セント・ジョーンズ・カレッジの外観と構内
セント・ジョーンズ・カレッジの外観と構内

「マウス?」
「ハウス!」
「アイス?」
「ハウス!」
「ハウス?」
「だから、そうだよ!」
「ハウス……?」
 愚かしい問答のあと、クルリンと目を一回りさせながら相手が考え込んでいると、背後から誰かがオスカーを呼んだ。
「オスカー」
「ああ?」
 反射的に振り向いたその一瞬。
 ビュッと小さな竜巻が起こり、彼の後ろ髪を巻き上げる。
 驚いたオスカーが振り返ると、そこにはすでに誰もいなかった。
 忽然(こつぜん)と。
 彼の前から、先ほどの少年が消えてしまったのだ。
(なんだ――――?)
 とっさの出来事に、呆然(ぼうぜん)とするオスカー。
「おい、オスカー。どうしたんだ?」
 近づいてきた友人が、そう言いながら覗(のぞ)き込む。
「なんか、変だぞ?」
「いや」
 しばらくの間、目を瞬かせて状況を把握しようとしていたオスカーは、半信半疑の口調で言った。
「今、ここに下級生がいただろう?」
「へえ、そう? オレには見えなかったけど……。

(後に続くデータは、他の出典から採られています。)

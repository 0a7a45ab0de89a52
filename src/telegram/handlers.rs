//! teloxide 端点：把更新规整为 InboundRequest 交给 Hub，并发送回复

use std::sync::Arc;

use teloxide::prelude::*;
use teloxide::types::{CallbackQuery, Me};
use teloxide::utils::command::BotCommands;

use super::egress::Egress;
use crate::gateway::{BotCommand, CallbackAction, Hub, InboundKind, InboundRequest, Reply};

/// 允许使用机器人的用户；为空表示不限制
#[derive(Debug, Clone, Default)]
pub struct AccessList(pub Vec<i64>);

impl AccessList {
    pub fn allows(&self, user_id: i64) -> bool {
        self.0.is_empty() || self.0.contains(&user_id)
    }
}

/// 文本 -> 命令或问题；无法解析的 `/xxx` 视为 /help
pub fn classify_text(text: &str, bot_username: &str) -> InboundKind {
    let text = text.trim();
    if text.starts_with('/') {
        return match BotCommand::parse(text, bot_username) {
            Ok(cmd) => InboundKind::Command(cmd),
            Err(_) => InboundKind::Command(BotCommand::Help),
        };
    }
    InboundKind::Text(text.to_string())
}

fn user_id_of(msg: &Message) -> i64 {
    msg.from.as_ref().map(|u| u.id.0 as i64).unwrap_or(msg.chat.id.0)
}

fn display_name_of(msg: &Message) -> String {
    msg.from
        .as_ref()
        .map(|u| u.full_name())
        .unwrap_or_else(|| "Unknown".to_string())
}

async fn send(egress: &Arc<dyn Egress>, chat_id: i64, reply: Option<Reply>) {
    if let Some(reply) = reply {
        if let Err(e) = egress.deliver(chat_id, &reply).await {
            tracing::error!(chat_id, error = %e, "Failed to send reply");
        }
    }
}

pub async fn on_message(
    msg: Message,
    me: Me,
    hub: Arc<Hub>,
    egress: Arc<dyn Egress>,
    access: Arc<AccessList>,
) -> ResponseResult<()> {
    let Some(text) = msg.text() else {
        return Ok(());
    };
    let user_id = user_id_of(&msg);
    let chat_id = msg.chat.id.0;
    if !access.allows(user_id) {
        tracing::info!(user_id, "Unauthorized access");
        send(&egress, chat_id, Some(Reply::text("⛔️ Доступ запрещён."))).await;
        return Ok(());
    }

    let kind = classify_text(text, me.username());
    let req = InboundRequest::new(user_id.to_string(), Some(chat_id), display_name_of(&msg), kind);
    let reply = hub.handle(req).await;
    send(&egress, chat_id, reply).await;
    Ok(())
}

pub async fn on_callback(
    bot: Bot,
    q: CallbackQuery,
    hub: Arc<Hub>,
    egress: Arc<dyn Egress>,
    access: Arc<AccessList>,
) -> ResponseResult<()> {
    if let Err(e) = bot.answer_callback_query(q.id.clone()).await {
        tracing::debug!(error = %e, "answer_callback_query failed");
    }
    let user_id = q.from.id.0 as i64;
    let chat_id = q.message.as_ref().map(|m| m.chat().id.0).unwrap_or(user_id);
    if !access.allows(user_id) {
        return Ok(());
    }
    let Some(action) = q.data.as_deref().and_then(CallbackAction::parse) else {
        tracing::warn!(data = ?q.data, "Unknown callback data");
        return Ok(());
    };

    let req = InboundRequest::new(user_id.to_string(), Some(chat_id), q.from.full_name(), InboundKind::Callback(action));
    let reply = hub.handle(req).await;
    send(&egress, chat_id, reply).await;
    Ok(())
}

/// 机器人被加入频道后收到的帖子直接入库
pub async fn on_channel_post(msg: Message, hub: Arc<Hub>) -> ResponseResult<()> {
    let Some(text) = msg.text().or(msg.caption()) else {
        return Ok(());
    };
    let channel = msg
        .chat
        .username()
        .map(str::to_string)
        .unwrap_or_else(|| msg.chat.id.0.to_string());
    let req = InboundRequest::new(
        channel.clone(),
        Some(msg.chat.id.0),
        channel.clone(),
        InboundKind::ChannelPost {
            channel,
            message_id: i64::from(msg.id.0),
            text: text.to_string(),
            date: msg.date,
        },
    );
    hub.handle(req).await;
    Ok(())
}

/// 注册命令菜单
pub async fn register_commands(bot: &Bot) {
    if let Err(e) = bot.set_my_commands(BotCommand::bot_commands()).await {
        tracing::warn!(error = %e, "Failed to register bot commands");
    }
}

#[cfg(test)]
mod tests {
    use super::*;

    #[test]
    fn test_classify_text() {
        assert_eq!(
            classify_text("/period today brief", "lawbot"),
            InboundKind::Command(BotCommand::Period("today brief".into()))
        );
        assert_eq!(classify_text("/unknown", "lawbot"), InboundKind::Command(BotCommand::Help));
        assert_eq!(
            classify_text("  Какие законы приняты?  ", "lawbot"),
            InboundKind::Text("Какие законы приняты?".into())
        );
    }

    #[test]
    fn test_access_list() {
        assert!(AccessList::default().allows(1));
        let list = AccessList(vec![5]);
        assert!(list.allows(5));
        assert!(!list.allows(6));
    }
}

て言うか、お前が大きいから、陰に隠れて見えなかった。――――そいつが、どうかしたのか?」
 逆に問い返され、オスカーは返事に窮する。
 どうしたと言われても、何をどう言えばいいのか。
 会話にしろ、突然姿を消したことにしろ、第三者に話してすんなり納得してもらえるようなことじゃない。
 さんざん悩んだあげく、彼は力なく首を振って応じた。
「いや、いいんだ。なんでもない」
「ふうん」
 不思議そうに首をかしげた友人ではあるが、すぐに気を取り直して、自分の用件をしゃべり出す。
「それが、聞いてくれよ。ジェラルドってば、どうやらいっちょまえに恋わずらいらしくて……」
 それを軽く聞き流しながら、オスカーは図書館の入り口に目をやった。
 自分が何を見て、何を聞いたのか――――。
 あれは白昼夢だったのか。
 それとも、現実に起こったことなのか。
 こういう不可思議な瞬間が、ここ、セント・ラファエロでは時おり訪れる。
 だが、そうとは知らないオスカーは、そこに何かを見いだそうとしているかのように、重厚な扉をじっとにらみ続けていた。